TASK BRIEF
Pick every line from the data that holds the word "InboundHandle".

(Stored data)
-*-

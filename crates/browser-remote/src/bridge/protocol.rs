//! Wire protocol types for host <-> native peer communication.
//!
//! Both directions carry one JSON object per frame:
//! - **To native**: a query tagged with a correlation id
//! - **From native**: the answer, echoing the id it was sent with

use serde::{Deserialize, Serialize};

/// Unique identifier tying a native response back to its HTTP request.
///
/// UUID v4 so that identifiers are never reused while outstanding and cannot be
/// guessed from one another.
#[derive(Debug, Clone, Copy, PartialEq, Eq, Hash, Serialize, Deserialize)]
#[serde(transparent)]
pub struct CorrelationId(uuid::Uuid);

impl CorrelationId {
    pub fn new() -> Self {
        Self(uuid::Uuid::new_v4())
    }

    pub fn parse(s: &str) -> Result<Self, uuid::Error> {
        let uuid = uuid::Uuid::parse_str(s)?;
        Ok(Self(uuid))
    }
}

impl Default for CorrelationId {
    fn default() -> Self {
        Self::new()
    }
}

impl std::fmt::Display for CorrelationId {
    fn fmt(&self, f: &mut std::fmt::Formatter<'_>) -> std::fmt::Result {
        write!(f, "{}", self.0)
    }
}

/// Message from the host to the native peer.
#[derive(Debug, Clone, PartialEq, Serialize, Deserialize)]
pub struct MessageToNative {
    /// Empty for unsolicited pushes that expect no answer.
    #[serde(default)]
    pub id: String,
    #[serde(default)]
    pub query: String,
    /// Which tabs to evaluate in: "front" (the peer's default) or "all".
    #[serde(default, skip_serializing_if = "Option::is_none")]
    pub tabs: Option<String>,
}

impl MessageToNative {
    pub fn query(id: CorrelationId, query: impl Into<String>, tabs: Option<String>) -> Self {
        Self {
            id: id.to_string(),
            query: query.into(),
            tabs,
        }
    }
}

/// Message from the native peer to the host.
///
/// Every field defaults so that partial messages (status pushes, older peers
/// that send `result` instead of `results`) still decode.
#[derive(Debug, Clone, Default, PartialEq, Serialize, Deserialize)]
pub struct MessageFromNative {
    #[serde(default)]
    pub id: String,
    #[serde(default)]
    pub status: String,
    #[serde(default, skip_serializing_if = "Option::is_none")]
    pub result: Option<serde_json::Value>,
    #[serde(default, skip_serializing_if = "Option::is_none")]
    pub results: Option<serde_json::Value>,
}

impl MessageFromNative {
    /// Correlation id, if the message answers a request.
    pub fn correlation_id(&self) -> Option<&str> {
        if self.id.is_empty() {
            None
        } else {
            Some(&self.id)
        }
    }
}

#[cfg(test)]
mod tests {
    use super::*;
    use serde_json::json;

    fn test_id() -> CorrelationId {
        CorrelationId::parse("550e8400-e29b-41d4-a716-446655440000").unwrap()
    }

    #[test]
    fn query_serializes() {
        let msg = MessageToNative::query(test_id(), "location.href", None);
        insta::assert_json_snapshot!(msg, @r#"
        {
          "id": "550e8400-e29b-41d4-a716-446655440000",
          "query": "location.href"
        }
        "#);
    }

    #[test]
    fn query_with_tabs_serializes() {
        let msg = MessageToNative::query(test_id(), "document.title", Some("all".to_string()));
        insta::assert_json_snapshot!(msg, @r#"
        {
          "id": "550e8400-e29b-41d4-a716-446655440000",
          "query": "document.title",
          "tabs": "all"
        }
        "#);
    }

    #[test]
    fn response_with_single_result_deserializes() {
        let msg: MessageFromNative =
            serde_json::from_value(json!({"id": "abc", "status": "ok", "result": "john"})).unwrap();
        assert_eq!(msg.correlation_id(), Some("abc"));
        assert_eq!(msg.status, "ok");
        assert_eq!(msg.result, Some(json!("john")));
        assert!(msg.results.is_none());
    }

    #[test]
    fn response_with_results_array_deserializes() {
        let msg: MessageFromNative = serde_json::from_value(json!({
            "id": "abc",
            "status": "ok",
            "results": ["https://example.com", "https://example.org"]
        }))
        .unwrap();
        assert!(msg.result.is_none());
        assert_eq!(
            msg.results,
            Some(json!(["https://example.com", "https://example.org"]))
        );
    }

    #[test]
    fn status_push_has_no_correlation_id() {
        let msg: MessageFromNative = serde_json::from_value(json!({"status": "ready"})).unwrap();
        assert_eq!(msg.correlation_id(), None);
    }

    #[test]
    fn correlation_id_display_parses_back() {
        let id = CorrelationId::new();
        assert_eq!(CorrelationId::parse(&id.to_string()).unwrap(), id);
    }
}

-*-

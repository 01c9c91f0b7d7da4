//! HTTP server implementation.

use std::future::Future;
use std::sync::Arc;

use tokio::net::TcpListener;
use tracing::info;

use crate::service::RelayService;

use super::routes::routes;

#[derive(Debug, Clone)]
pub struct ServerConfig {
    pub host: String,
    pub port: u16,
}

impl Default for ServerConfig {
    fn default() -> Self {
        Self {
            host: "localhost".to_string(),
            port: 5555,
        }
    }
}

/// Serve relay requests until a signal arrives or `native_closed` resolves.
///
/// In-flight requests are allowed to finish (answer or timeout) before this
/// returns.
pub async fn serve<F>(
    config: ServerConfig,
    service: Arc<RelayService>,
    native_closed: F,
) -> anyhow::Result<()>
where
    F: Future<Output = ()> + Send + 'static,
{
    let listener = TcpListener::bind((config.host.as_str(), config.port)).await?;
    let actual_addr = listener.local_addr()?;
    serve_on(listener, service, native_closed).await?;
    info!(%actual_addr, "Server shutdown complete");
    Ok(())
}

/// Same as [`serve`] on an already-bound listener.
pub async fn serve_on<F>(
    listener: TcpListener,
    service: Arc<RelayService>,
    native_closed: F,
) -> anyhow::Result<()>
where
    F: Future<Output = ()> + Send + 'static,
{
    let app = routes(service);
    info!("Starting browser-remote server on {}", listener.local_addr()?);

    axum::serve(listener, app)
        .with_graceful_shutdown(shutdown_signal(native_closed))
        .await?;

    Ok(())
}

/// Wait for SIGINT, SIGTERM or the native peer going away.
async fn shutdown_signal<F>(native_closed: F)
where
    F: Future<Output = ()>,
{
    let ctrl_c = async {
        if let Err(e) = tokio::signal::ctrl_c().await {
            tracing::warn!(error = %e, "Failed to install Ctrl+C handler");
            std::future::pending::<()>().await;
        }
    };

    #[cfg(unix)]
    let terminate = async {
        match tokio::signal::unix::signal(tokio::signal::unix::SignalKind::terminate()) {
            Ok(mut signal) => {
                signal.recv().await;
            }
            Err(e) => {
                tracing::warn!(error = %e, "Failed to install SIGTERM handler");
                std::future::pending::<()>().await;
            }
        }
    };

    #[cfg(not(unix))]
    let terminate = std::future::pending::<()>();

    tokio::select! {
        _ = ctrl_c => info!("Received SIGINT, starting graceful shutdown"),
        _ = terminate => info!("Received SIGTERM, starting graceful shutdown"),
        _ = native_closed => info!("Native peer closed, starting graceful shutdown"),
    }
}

-*-

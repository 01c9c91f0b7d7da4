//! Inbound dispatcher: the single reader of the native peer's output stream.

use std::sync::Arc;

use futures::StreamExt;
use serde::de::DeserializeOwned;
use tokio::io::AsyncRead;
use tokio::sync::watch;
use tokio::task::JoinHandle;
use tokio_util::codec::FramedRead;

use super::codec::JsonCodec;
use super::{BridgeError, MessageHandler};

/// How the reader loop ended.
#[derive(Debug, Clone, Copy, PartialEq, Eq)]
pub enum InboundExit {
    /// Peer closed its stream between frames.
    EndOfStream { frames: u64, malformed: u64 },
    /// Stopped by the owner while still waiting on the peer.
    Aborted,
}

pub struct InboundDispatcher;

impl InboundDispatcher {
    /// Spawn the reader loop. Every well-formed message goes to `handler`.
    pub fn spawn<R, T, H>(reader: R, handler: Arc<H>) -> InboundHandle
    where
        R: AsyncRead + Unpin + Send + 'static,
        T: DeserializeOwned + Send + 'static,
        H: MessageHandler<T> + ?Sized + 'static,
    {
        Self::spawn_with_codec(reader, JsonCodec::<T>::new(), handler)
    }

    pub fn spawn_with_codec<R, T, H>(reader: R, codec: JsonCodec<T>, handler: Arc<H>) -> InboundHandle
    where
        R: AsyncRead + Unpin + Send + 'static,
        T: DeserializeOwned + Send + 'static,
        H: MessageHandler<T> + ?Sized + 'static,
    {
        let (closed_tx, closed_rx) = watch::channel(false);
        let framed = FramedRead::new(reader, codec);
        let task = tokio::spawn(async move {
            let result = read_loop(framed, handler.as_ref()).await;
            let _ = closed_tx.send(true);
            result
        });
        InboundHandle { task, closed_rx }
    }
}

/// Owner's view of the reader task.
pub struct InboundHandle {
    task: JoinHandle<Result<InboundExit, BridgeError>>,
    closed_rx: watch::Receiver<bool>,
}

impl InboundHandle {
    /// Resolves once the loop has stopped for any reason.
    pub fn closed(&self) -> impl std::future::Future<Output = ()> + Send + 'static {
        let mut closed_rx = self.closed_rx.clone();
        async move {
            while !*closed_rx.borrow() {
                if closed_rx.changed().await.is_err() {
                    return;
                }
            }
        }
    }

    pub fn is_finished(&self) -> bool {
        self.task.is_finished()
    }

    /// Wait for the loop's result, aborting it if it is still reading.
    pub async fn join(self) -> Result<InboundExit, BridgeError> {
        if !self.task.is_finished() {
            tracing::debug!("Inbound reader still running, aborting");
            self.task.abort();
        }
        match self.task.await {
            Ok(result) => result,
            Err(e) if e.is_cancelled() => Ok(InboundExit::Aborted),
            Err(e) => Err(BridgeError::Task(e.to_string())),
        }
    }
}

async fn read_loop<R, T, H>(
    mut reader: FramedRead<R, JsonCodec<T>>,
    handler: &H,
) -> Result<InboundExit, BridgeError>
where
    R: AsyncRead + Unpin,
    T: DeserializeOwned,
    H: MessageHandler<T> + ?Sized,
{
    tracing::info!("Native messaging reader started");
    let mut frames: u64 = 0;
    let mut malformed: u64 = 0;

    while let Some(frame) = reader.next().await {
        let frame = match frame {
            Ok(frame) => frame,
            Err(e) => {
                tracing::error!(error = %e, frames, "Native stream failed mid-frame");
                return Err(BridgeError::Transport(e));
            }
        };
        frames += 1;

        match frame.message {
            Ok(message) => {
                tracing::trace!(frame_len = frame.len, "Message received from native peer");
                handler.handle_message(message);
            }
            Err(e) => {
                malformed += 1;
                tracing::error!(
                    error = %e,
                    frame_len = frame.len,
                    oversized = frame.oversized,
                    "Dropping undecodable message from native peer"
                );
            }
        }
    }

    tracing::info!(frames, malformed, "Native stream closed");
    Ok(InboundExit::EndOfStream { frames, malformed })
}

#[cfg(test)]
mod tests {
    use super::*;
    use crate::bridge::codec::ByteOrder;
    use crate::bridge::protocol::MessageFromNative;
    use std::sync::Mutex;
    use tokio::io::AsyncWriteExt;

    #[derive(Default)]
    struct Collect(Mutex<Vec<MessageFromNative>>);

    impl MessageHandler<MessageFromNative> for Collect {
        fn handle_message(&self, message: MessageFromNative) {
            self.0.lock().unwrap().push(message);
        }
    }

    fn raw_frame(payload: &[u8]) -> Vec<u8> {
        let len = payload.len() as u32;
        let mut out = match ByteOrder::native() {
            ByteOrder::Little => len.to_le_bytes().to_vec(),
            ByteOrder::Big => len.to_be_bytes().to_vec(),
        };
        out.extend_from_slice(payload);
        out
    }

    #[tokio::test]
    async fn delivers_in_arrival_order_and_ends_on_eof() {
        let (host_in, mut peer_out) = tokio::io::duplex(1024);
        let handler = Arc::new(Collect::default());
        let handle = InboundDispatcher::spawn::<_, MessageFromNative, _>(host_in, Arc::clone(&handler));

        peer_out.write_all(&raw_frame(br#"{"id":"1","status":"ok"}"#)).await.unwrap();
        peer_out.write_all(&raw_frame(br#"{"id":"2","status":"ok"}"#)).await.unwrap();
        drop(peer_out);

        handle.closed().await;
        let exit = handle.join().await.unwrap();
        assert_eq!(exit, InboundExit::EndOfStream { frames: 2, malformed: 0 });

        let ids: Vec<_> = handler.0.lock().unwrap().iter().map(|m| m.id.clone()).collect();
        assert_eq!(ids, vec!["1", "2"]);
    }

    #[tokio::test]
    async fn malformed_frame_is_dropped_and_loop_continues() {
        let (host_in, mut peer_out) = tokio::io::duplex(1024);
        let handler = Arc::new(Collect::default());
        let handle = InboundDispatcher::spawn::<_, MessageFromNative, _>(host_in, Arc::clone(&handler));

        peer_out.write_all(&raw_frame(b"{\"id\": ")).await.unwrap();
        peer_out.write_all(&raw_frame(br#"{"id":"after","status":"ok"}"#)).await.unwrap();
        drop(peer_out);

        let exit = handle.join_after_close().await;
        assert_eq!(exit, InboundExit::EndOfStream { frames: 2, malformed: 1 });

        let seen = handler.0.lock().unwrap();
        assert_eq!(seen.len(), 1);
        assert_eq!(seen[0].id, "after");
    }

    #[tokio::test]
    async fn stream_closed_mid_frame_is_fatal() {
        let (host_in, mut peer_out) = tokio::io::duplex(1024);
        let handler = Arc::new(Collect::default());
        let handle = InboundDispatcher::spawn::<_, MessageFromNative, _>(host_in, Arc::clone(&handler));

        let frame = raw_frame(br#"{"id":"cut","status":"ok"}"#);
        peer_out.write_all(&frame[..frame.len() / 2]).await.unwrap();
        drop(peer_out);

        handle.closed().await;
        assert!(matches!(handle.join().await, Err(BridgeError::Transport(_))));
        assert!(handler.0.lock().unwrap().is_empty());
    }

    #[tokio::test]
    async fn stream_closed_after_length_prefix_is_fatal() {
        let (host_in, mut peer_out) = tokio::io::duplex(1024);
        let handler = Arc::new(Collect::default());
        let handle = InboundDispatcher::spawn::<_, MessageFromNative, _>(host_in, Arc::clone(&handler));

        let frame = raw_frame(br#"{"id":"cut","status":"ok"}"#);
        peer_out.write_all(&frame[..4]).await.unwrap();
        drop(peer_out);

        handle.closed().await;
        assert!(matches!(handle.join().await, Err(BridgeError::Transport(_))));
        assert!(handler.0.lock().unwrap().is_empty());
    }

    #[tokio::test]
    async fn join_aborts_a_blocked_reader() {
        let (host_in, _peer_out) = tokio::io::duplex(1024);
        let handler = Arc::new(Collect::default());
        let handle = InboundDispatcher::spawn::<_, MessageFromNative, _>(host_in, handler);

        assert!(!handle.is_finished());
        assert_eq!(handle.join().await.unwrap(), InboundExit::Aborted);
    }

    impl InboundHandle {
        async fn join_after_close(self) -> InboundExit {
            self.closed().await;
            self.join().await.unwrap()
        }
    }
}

-*-

TASK SOLUTION
    pub fn spawn<R, T, H>(reader: R, handler: Arc<H>) -> InboundHandle
    pub fn spawn_with_codec<R, T, H>(reader: R, codec: JsonCodec<T>, handler: Arc<H>) -> InboundHandle
        InboundHandle { task, closed_rx }
pub struct InboundHandle {
impl InboundHandle {
    impl InboundHandle {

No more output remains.